The task: Your answer should consist of the lines in the following data that contain "Sell".

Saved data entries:

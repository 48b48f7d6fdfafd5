//! Position and cash ledger.
//!
//! - Fills update weighted-average cost; reductions realize P&L; flips reset
//!   the basis to the fill price.
//! - Cash moves by trade notional only, in the instrument's currency. Realized
//!   P&L is returned for reporting and is already reflected in cash.
//! - Corporate actions are applied once per (symbol, effective date).
//! - Valuation converts every currency into the base currency via PIT FX.
//!
//! All maps are ordered so iteration (and float summation) order is fixed.

use std::collections::{BTreeMap, BTreeSet};

use chrono::{DateTime, NaiveDate, Utc};
use serde::{Deserialize, Serialize};
use tracing::warn;

use crate::data::{DataError, FxSource};
use crate::domain::{CorporateAction, OrderSide, SymbolId};
use crate::precision::round10;

/// Position tracking
#[derive(Debug, Clone, PartialEq, Serialize, Deserialize)]
pub struct Position {
    pub symbol_id: SymbolId,
    pub currency: String,
    pub quantity: f64,
    pub average_price: f64,
}

impl Position {
    pub fn new(symbol_id: SymbolId, currency: impl Into<String>) -> Self {
        Self {
            symbol_id,
            currency: currency.into(),
            quantity: 0.0,
            average_price: 0.0,
        }
    }

    pub fn is_flat(&self) -> bool {
        self.quantity == 0.0
    }

    pub fn is_long(&self) -> bool {
        self.quantity > 0.0
    }

    pub fn is_short(&self) -> bool {
        self.quantity < 0.0
    }

    pub fn market_value(&self, mark: f64) -> f64 {
        round10(self.quantity * mark)
    }

    /// Apply a signed quantity change at `price`; returns realized P&L.
    pub fn apply_fill(&mut self, delta: f64, price: f64) -> f64 {
        if delta == 0.0 {
            return 0.0;
        }
        let extends = self.quantity == 0.0 || (self.quantity > 0.0) == (delta > 0.0);
        if extends {
            let new_qty = self.quantity + delta;
            self.average_price = if new_qty != 0.0 {
                round10((self.average_price * self.quantity + price * delta) / new_qty)
            } else {
                0.0
            };
            self.quantity = new_qty;
            return 0.0;
        }

        let close_qty = delta.abs().min(self.quantity.abs());
        let sign = if self.quantity > 0.0 { 1.0 } else { -1.0 };
        let realized = round10((price - self.average_price) * close_qty * sign);
        self.quantity += delta;
        if self.quantity == 0.0 {
            self.average_price = 0.0;
        } else if (self.quantity > 0.0) != (sign > 0.0) {
            // Flipped through zero: the residual is a fresh position at the fill price.
            self.average_price = price;
        }
        realized
    }

    /// Apply split ratios in order: price divides, quantity multiplies.
    fn apply_splits<'a>(&mut self, actions: impl IntoIterator<Item = &'a CorporateAction>) {
        for action in actions {
            if action.has_split() {
                self.average_price = round10(self.average_price / action.split_ratio);
                self.quantity = round10(self.quantity * action.split_ratio);
            } else if !(action.split_ratio > 0.0) || !action.split_ratio.is_finite() {
                warn!(
                    symbol = %action.symbol_id,
                    date = %action.effective_date,
                    ratio = action.split_ratio,
                    "invalid split ratio skipped"
                );
            }
        }
    }
}

#[derive(Debug, Clone, PartialEq, Serialize, Deserialize)]
pub struct Portfolio {
    base_currency: String,
    cash: BTreeMap<String, f64>,
    positions: BTreeMap<SymbolId, Position>,
    processed_actions: BTreeMap<SymbolId, BTreeSet<NaiveDate>>,
}

impl Portfolio {
    pub fn new(base_currency: impl Into<String>) -> Self {
        Self {
            base_currency: base_currency.into(),
            cash: BTreeMap::new(),
            positions: BTreeMap::new(),
            processed_actions: BTreeMap::new(),
        }
    }

    pub fn base_currency(&self) -> &str {
        &self.base_currency
    }

    pub fn cash(&self, currency: &str) -> f64 {
        self.cash.get(currency).copied().unwrap_or(0.0)
    }

    pub fn cash_balances(&self) -> impl Iterator<Item = (&str, f64)> {
        self.cash.iter().map(|(c, a)| (c.as_str(), *a))
    }

    pub fn deposit(&mut self, amount: f64, currency: &str) {
        let balance = self.cash.entry(currency.to_string()).or_insert(0.0);
        *balance = round10(*balance + amount);
    }

    pub fn withdraw(&mut self, amount: f64, currency: &str) {
        self.deposit(-amount, currency);
    }

    pub fn position(&self, symbol_id: SymbolId) -> Option<&Position> {
        self.positions.get(&symbol_id)
    }

    /// Signed quantity held, 0 when no position exists.
    pub fn quantity(&self, symbol_id: SymbolId) -> f64 {
        self.position(symbol_id).map_or(0.0, |p| p.quantity)
    }

    /// Positions in symbol order, including flat ones that once traded.
    pub fn positions(&self) -> impl Iterator<Item = &Position> {
        self.positions.values()
    }

    /// Apply an execution; returns realized P&L in the instrument currency.
    pub fn apply_fill(
        &mut self,
        symbol_id: SymbolId,
        currency: &str,
        side: OrderSide,
        qty: f64,
        price: f64,
    ) -> f64 {
        let position = self
            .positions
            .entry(symbol_id)
            .or_insert_with(|| Position::new(symbol_id, currency));
        let realized = position.apply_fill(side.sign() * qty, price);
        let notional = round10(qty * price);
        match side {
            OrderSide::Buy => self.withdraw(notional, currency),
            OrderSide::Sell => self.deposit(notional, currency),
        }
        realized
    }

    pub fn apply_transaction_cost(&mut self, currency: &str, cost: f64) {
        if cost != 0.0 {
            self.withdraw(cost, currency);
        }
    }

    /// Apply due corporate actions for one symbol; returns dividend cash credited.
    ///
    /// An action is due when `effective_date <= asof` (UTC date) and its date
    /// has not been processed for this symbol. Splits apply before dividends,
    /// so dividends are paid on post-split shares. Dates that pass while the
    /// position is flat are still marked processed: an action never applies
    /// retroactively to a position opened after its effective date.
    pub fn process_actions_for_symbol(
        &mut self,
        symbol_id: SymbolId,
        actions: &[CorporateAction],
        asof: DateTime<Utc>,
    ) -> f64 {
        let asof_date = asof.date_naive();
        let processed = self.processed_actions.entry(symbol_id).or_default();
        let fresh: BTreeSet<NaiveDate> = actions
            .iter()
            .filter(|a| a.symbol_id == symbol_id && a.effective_date <= asof_date)
            .map(|a| a.effective_date)
            .filter(|d| !processed.contains(d))
            .collect();
        if fresh.is_empty() {
            return 0.0;
        }
        processed.extend(fresh.iter().copied());
        // Rows sharing a date (split row + dividend row) are due together.
        let due: Vec<&CorporateAction> = actions
            .iter()
            .filter(|a| a.symbol_id == symbol_id && fresh.contains(&a.effective_date))
            .collect();

        let Some(position) = self.positions.get_mut(&symbol_id) else {
            return 0.0;
        };
        if position.is_flat() {
            return 0.0;
        }
        position.apply_splits(due.iter().copied());
        let shares = position.quantity;
        let currency = position.currency.clone();
        let dividend = round10(
            due.iter()
                .filter(|a| a.has_dividend())
                .map(|a| shares * a.dividend)
                .sum::<f64>(),
        );
        if dividend != 0.0 {
            self.deposit(dividend, &currency);
        }
        dividend
    }

    /// Total value in the base currency at `asof`.
    ///
    /// Positions without a mark are skipped rather than valued at zero.
    /// A missing FX rate for any held currency is an error.
    pub fn total_value(
        &self,
        asof: DateTime<Utc>,
        marks: &BTreeMap<SymbolId, f64>,
        fx: &dyn FxSource,
    ) -> Result<f64, DataError> {
        let mut total = 0.0;
        for (currency, amount) in &self.cash {
            total += amount * self.rate_to_base(currency, asof, fx)?;
        }
        for (symbol_id, position) in &self.positions {
            if position.is_flat() {
                continue;
            }
            let Some(mark) = marks.get(symbol_id) else {
                continue;
            };
            total += position.quantity * mark * self.rate_to_base(&position.currency, asof, fx)?;
        }
        Ok(round10(total))
    }

    /// Conversion factor from `currency` into the base currency.
    pub fn rate_to_base(
        &self,
        currency: &str,
        asof: DateTime<Utc>,
        fx: &dyn FxSource,
    ) -> Result<f64, DataError> {
        if currency == self.base_currency {
            return Ok(1.0);
        }
        Ok(fx.rate_asof(currency, &self.base_currency, asof)?.rate)
    }
}

#[cfg(test)]
mod tests {
    use super::*;
    use crate::data::FxTable;
    use crate::domain::FxRate;
    use chrono::TimeZone;

    const SYM: SymbolId = SymbolId(1);

    fn asof(day: u32) -> DateTime<Utc> {
        Utc.with_ymd_and_hms(2024, 3, day, 21, 0, 0).unwrap()
    }

    fn action(day: u32, split: f64, dividend: f64) -> CorporateAction {
        CorporateAction {
            symbol_id: SYM,
            effective_date: NaiveDate::from_ymd_opt(2024, 3, day).unwrap(),
            split_ratio: split,
            dividend,
            currency: "USD".into(),
        }
    }

    #[test]
    fn weighted_average_on_extension() {
        let mut p = Position::new(SYM, "USD");
        assert_eq!(p.apply_fill(10.0, 100.0), 0.0);
        assert_eq!(p.apply_fill(10.0, 110.0), 0.0);
        assert_eq!(p.quantity, 20.0);
        assert_eq!(p.average_price, 105.0);
    }

    #[test]
    fn reduction_realizes_pnl() {
        let mut p = Position::new(SYM, "USD");
        p.apply_fill(10.0, 100.0);
        let pnl = p.apply_fill(-4.0, 110.0);
        assert_eq!(pnl, 40.0);
        assert_eq!(p.quantity, 6.0);
        assert_eq!(p.average_price, 100.0);
    }

    #[test]
    fn close_resets_average() {
        let mut p = Position::new(SYM, "USD");
        p.apply_fill(-5.0, 50.0);
        let pnl = p.apply_fill(5.0, 40.0);
        assert_eq!(pnl, 50.0); // short profits when price falls
        assert!(p.is_flat());
        assert_eq!(p.average_price, 0.0);
    }

    #[test]
    fn flip_sets_basis_to_fill_price() {
        let mut p = Position::new(SYM, "USD");
        p.apply_fill(10.0, 100.0);
        let pnl = p.apply_fill(-15.0, 90.0);
        assert_eq!(pnl, -100.0);
        assert_eq!(p.quantity, -5.0);
        assert_eq!(p.average_price, 90.0);
    }

    #[test]
    fn cash_moves_by_notional() {
        let mut pf = Portfolio::new("USD");
        pf.deposit(10_000.0, "USD");
        pf.apply_fill(SYM, "USD", OrderSide::Buy, 10.0, 100.0);
        assert_eq!(pf.cash("USD"), 9_000.0);
        let pnl = pf.apply_fill(SYM, "USD", OrderSide::Sell, 10.0, 120.0);
        assert_eq!(pnl, 200.0);
        assert_eq!(pf.cash("USD"), 10_200.0);
        pf.apply_transaction_cost("USD", 1.5);
        assert_eq!(pf.cash("USD"), 10_198.5);
    }

    #[test]
    fn split_round_trip() {
        let mut pf = Portfolio::new("USD");
        pf.apply_fill(SYM, "USD", OrderSide::Buy, 10.0, 100.0);
        pf.process_actions_for_symbol(SYM, &[action(5, 2.0, 0.0)], asof(5));
        let p = pf.position(SYM).unwrap();
        assert_eq!((p.average_price, p.quantity), (50.0, 20.0));
        pf.process_actions_for_symbol(SYM, &[action(5, 2.0, 0.0), action(6, 0.5, 0.0)], asof(6));
        let p = pf.position(SYM).unwrap();
        assert!((p.average_price - 100.0).abs() < 1e-10);
        assert!((p.quantity - 10.0).abs() < 1e-10);
    }

    #[test]
    fn dividend_credit_is_idempotent() {
        let mut pf = Portfolio::new("USD");
        pf.apply_fill(SYM, "USD", OrderSide::Buy, 200.0, 10.0);
        let before = pf.cash("USD");
        let actions = [action(5, 1.0, 0.5)];
        assert_eq!(pf.process_actions_for_symbol(SYM, &actions, asof(5)), 100.0);
        assert_eq!(pf.process_actions_for_symbol(SYM, &actions, asof(6)), 0.0);
        assert_eq!(pf.cash("USD") - before, 100.0);
    }

    #[test]
    fn dividend_paid_on_post_split_shares() {
        let mut pf = Portfolio::new("USD");
        pf.apply_fill(SYM, "USD", OrderSide::Buy, 100.0, 10.0);
        let actions = [action(5, 2.0, 0.0), action(5, 1.0, 0.25)];
        assert_eq!(pf.process_actions_for_symbol(SYM, &actions, asof(5)), 50.0);
        assert_eq!(pf.quantity(SYM), 200.0);
    }

    #[test]
    fn future_actions_wait() {
        let mut pf = Portfolio::new("USD");
        pf.apply_fill(SYM, "USD", OrderSide::Buy, 100.0, 10.0);
        assert_eq!(pf.process_actions_for_symbol(SYM, &[action(9, 1.0, 1.0)], asof(5)), 0.0);
        assert_eq!(pf.process_actions_for_symbol(SYM, &[action(9, 1.0, 1.0)], asof(9)), 100.0);
    }

    #[test]
    fn flat_dates_are_not_applied_later() {
        let mut pf = Portfolio::new("USD");
        let actions = [action(5, 2.0, 1.0)];
        assert_eq!(pf.process_actions_for_symbol(SYM, &actions, asof(5)), 0.0);
        pf.apply_fill(SYM, "USD", OrderSide::Buy, 10.0, 10.0);
        assert_eq!(pf.process_actions_for_symbol(SYM, &actions, asof(7)), 0.0);
        assert_eq!(pf.quantity(SYM), 10.0);
    }

    #[test]
    fn total_value_converts_and_skips_unmarked() {
        let fx = FxTable::from_rates(vec![FxRate {
            ts: asof(1),
            base: "USD".into(),
            quote: "EUR".into(),
            rate: 0.9,
        }]);
        let mut pf = Portfolio::new("EUR");
        pf.deposit(1_000.0, "EUR");
        pf.deposit(2_000.0, "USD");
        pf.apply_fill(SYM, "USD", OrderSide::Buy, 10.0, 100.0);
        pf.apply_fill(SymbolId(2), "EUR", OrderSide::Buy, 1.0, 50.0);

        let mut marks = BTreeMap::new();
        marks.insert(SYM, 110.0);
        // Symbol 2 unmarked: skipped, not zeroed out of existence.
        let v = pf.total_value(asof(2), &marks, &fx).unwrap();
        // cash: 950 EUR + 1000 USD * 0.9 ; position: 10 * 110 * 0.9
        assert!((v - (950.0 + 900.0 + 990.0)).abs() < 1e-9);
    }

    #[test]
    fn total_value_requires_fx() {
        let fx = FxTable::default();
        let mut pf = Portfolio::new("EUR");
        pf.deposit(10.0, "USD");
        assert!(pf.total_value(asof(2), &BTreeMap::new(), &fx).is_err());
    }
}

Problem solution:
            OrderSide::Sell => self.deposit(notional, currency),
        let pnl = pf.apply_fill(SYM, "USD", OrderSide::Sell, 10.0, 120.0);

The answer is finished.